Users generally operated RT-11 via a printing terminal or a video terminal, originally via a strap-selectable current-loop (for conventional teletypes) or via an RS-232 (later RS-422 as well) interface on one of the CPU cards; DEC also supported the VT11 and VS60 graphics display devices (vector graphics terminals with a graphic character generator for displaying text, and a light pen for graphical input). A third-party favorite was the Tektronix 4010 family.

The Keyboard Monitor (KMON) interpreted commands issued by the user and would invoke various utilities with Command String Interpreter (CSI) forms of the commands.
RT-11 command language had many features (such as commands and device names) that can be found later in the DOS line of operating systems which heavily borrowed from RT-11. The CSI form expected input and output filenames and options ('switches' on RT-11) in a precise order and syntax. The command-line switches were separated by a slash (/) rather than the dash (-) used in Unix-like operating systems. All commands had a full form and a short one to which they could be contracted. For example, the RENAME command could be contracted to REN.

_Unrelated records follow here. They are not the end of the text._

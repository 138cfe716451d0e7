//! The service-device registrar: maps pollers/agents/checkers
//! and core services onto `serviceradar:<kind>:<id>` device entries, and
//! registers the host device that runs a poller/agent.

use serviceradar_common::{
    service_device_id, CoreError, DeviceUpdate, DiscoverySource, PollerStatusRequest, Result,
    CORE_SERVICE_KINDS,
};
use serviceradar_decode::builder::{should_skip_ephemeral_collector, stamp_last_update, DeviceUpdateBuilder};
use serviceradar_decode::ServiceDeviceCandidate;

/// Register the host device that runs the reporting poller/agent.
/// `partition` and `source_ip` are required; an empty value fails loudly
///.
pub fn register_host_device(partition: &str, source_ip: &str, has_agent: bool, timestamp: i64) -> Result<DeviceUpdate> {
    if partition.is_empty() || source_ip.is_empty() {
        return Err(CoreError::Registry(
            "host device registration requires non-empty partition and source_ip".to_string(),
        ));
    }

    let service_types = if has_agent { "poller,agent" } else { "poller" };
    let mut update = DeviceUpdateBuilder::new(partition, source_ip, DiscoverySource::SelfReported)
        .timestamp(timestamp)
        .metadata("service_types", service_types)
        .metadata("primary_service", "poller")
        .build();
    stamp_last_update(&mut update);
    Ok(update)
}

/// Register one `serviceradar:<kind>:<service_id>` device per core-service
/// entry in the report (`datasvc|kv|sync|mapper|otel|zen|core`), even when
/// the source IP is in a Docker bridge range — core services legitimately
/// run in containers.
pub fn register_core_service_devices(report: &PollerStatusRequest) -> Vec<DeviceUpdate> {
    report
        .services
        .iter()
        .filter(|s| CORE_SERVICE_KINDS.contains(&s.service_type.as_str()))
        .map(|s| {
            let device_id = service_device_id(&s.service_type, &s.service_name);
            let mut update = DeviceUpdateBuilder::new(&report.partition, &report.source_ip, DiscoverySource::SelfReported)
                .timestamp(report.timestamp)
                .available(s.available)
                .metadata("service_types", &s.service_type)
                .metadata("primary_service", &s.service_name)
                .build();
            update.device_id = device_id;
            stamp_last_update(&mut update);
            update
        })
        .collect()
}

/// Build a service-device registration from a gRPC-discovered host
/// candidate, applying the ephemeral-collector skip rule.
/// Returns `None` when the candidate is filtered out.
pub fn register_service_device_candidate(
    candidate: &ServiceDeviceCandidate,
    partition: &str,
    timestamp: i64,
) -> Option<DeviceUpdate> {
    let hostname = candidate.hostname.as_deref().unwrap_or("");
    if should_skip_ephemeral_collector(&candidate.host_ip, hostname) {
        return None;
    }

    let mut update = DeviceUpdateBuilder::new(partition, &candidate.host_ip, DiscoverySource::SelfReported)
        .timestamp(timestamp)
        .hostname(candidate.hostname.clone())
        .build();
    stamp_last_update(&mut update);
    Some(update)
}
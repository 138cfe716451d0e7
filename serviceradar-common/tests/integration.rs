//! Integration tests for serviceradar-common.

use serviceradar_common::{chunked::decode_concatenated, CoreConfig, DeviceUpdate, DiscoverySource};
use std::collections::HashMap;

#[test]
fn config_roundtrip_from_json5() {
    let json5 = r#"
    {
        logging: { level: "warn" },
        liveness: { alert_threshold: 600, alert_cooldown: 120 },
        emitter: { flush_interval: 10 },
        known_pollers: ["poller-a", "poller-b"],
    }
    "#;

    let config = CoreConfig::parse(json5).expect("config should parse");
    assert_eq!(config.logging.level, "warn");
    assert_eq!(config.known_pollers.len(), 2);
    config.validate().expect("defaults plus overrides stay valid");
}

#[test]
fn device_update_invariants_hold_for_a_fresh_record() {
    let update = DeviceUpdate {
        device_id: DeviceUpdate::provisional_id("default", "192.168.1.1"),
        ip: "192.168.1.1".to_string(),
        mac: None,
        hostname: None,
        partition: "default".to_string(),
        source: DiscoverySource::Sweep,
        agent_id: String::new(),
        poller_id: "poller-a".to_string(),
        timestamp: 1_700_000_000_000,
        is_available: true,
        metadata: HashMap::new(),
        confidence: DiscoverySource::Sweep.confidence(),
    };

    // partition non-empty, device_id matches "<partition>:<ip>", timestamp non-zero.
    assert!(!update.partition.is_empty());
    assert!(update.device_id.contains(':'));
    assert_ne!(update.timestamp, 0);
    assert!(!update.is_service_component());
}

#[test]
fn decode_concatenated_handles_whitespace_between_chunks() {
    #[derive(Debug, serde::Deserialize)]
    struct Chunk {
        n: i32,
    }

    let bytes = b"{\"n\":1}  \n {\"n\":2}";
    let decoded: Vec<Chunk> = decode_concatenated(bytes);
    assert_eq!(decoded.iter().map(|c| c.n).collect::<Vec<_>>(), vec![1, 2]);
}
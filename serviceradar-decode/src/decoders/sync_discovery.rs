//! Sync-discovery decoder.
//!
//! The payload is a (possibly chunked) JSON array of already-built
//! `DeviceUpdate` values forwarded from an external sync feed. Anything
//! that isn't a non-empty array of `DeviceUpdate` — an empty array, a
//! health-check object, garbage — is silently skipped rather than treated
//! as a decode error.

use serviceradar_common::{DeviceUpdate, Result};

use crate::decoders::DecodeOutput;

pub fn decode(message: &[u8]) -> Result<DecodeOutput> {
    let chunks: Vec<Vec<DeviceUpdate>> = serviceradar_common::chunked::decode_concatenated(message);

    let mut output = DecodeOutput::default();
    for chunk in chunks {
        output.device_updates.extend(chunk);
    }
    Ok(output)
}

#[cfg(test)]
mod tests {
    use super::*;

    #[test]
    fn empty_array_is_skipped() {
        let output = decode(b"[]").unwrap();
        assert!(output.device_updates.is_empty());
    }

    #[test]
    fn health_check_object_is_skipped() {
        let output = decode(br#"{"status":"ok"}"#).unwrap();
        assert!(output.device_updates.is_empty());
    }

    #[test]
    fn forwards_device_updates_from_array() {
        let payload = br#"[{
            "device_id": "default:10.0.0.1",
            "ip": "10.0.0.1",
            "partition": "default",
            "source": "armis",
            "agent_id": "",
            "poller_id": "",
            "timestamp": 1700000000000,
            "is_available": true,
            "metadata": {},
            "confidence": 100
        }]"#;

        let output = decode(payload).unwrap();
        assert_eq!(output.device_updates.len(), 1);
        assert_eq!(output.device_updates[0].ip, "10.0.0.1");
    }

    #[test]
    fn garbage_input_is_skipped_not_errored() {
        let output = decode(b"not json").unwrap();
        assert!(output.device_updates.is_empty());
    }
}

Batch files and the batch processor could be used to issue a series of commands with some rudimentary control flow. Batch files had the extension .BAT.

In later releases of RT-11, it was possible to invoke a series of commands using a .COM command file, but they would be executed in sequence with no flow control. Even later, it was possible to execute a series of commands with great control through use of the Indirect Command File Processor (IND), which took .CMD control files as input.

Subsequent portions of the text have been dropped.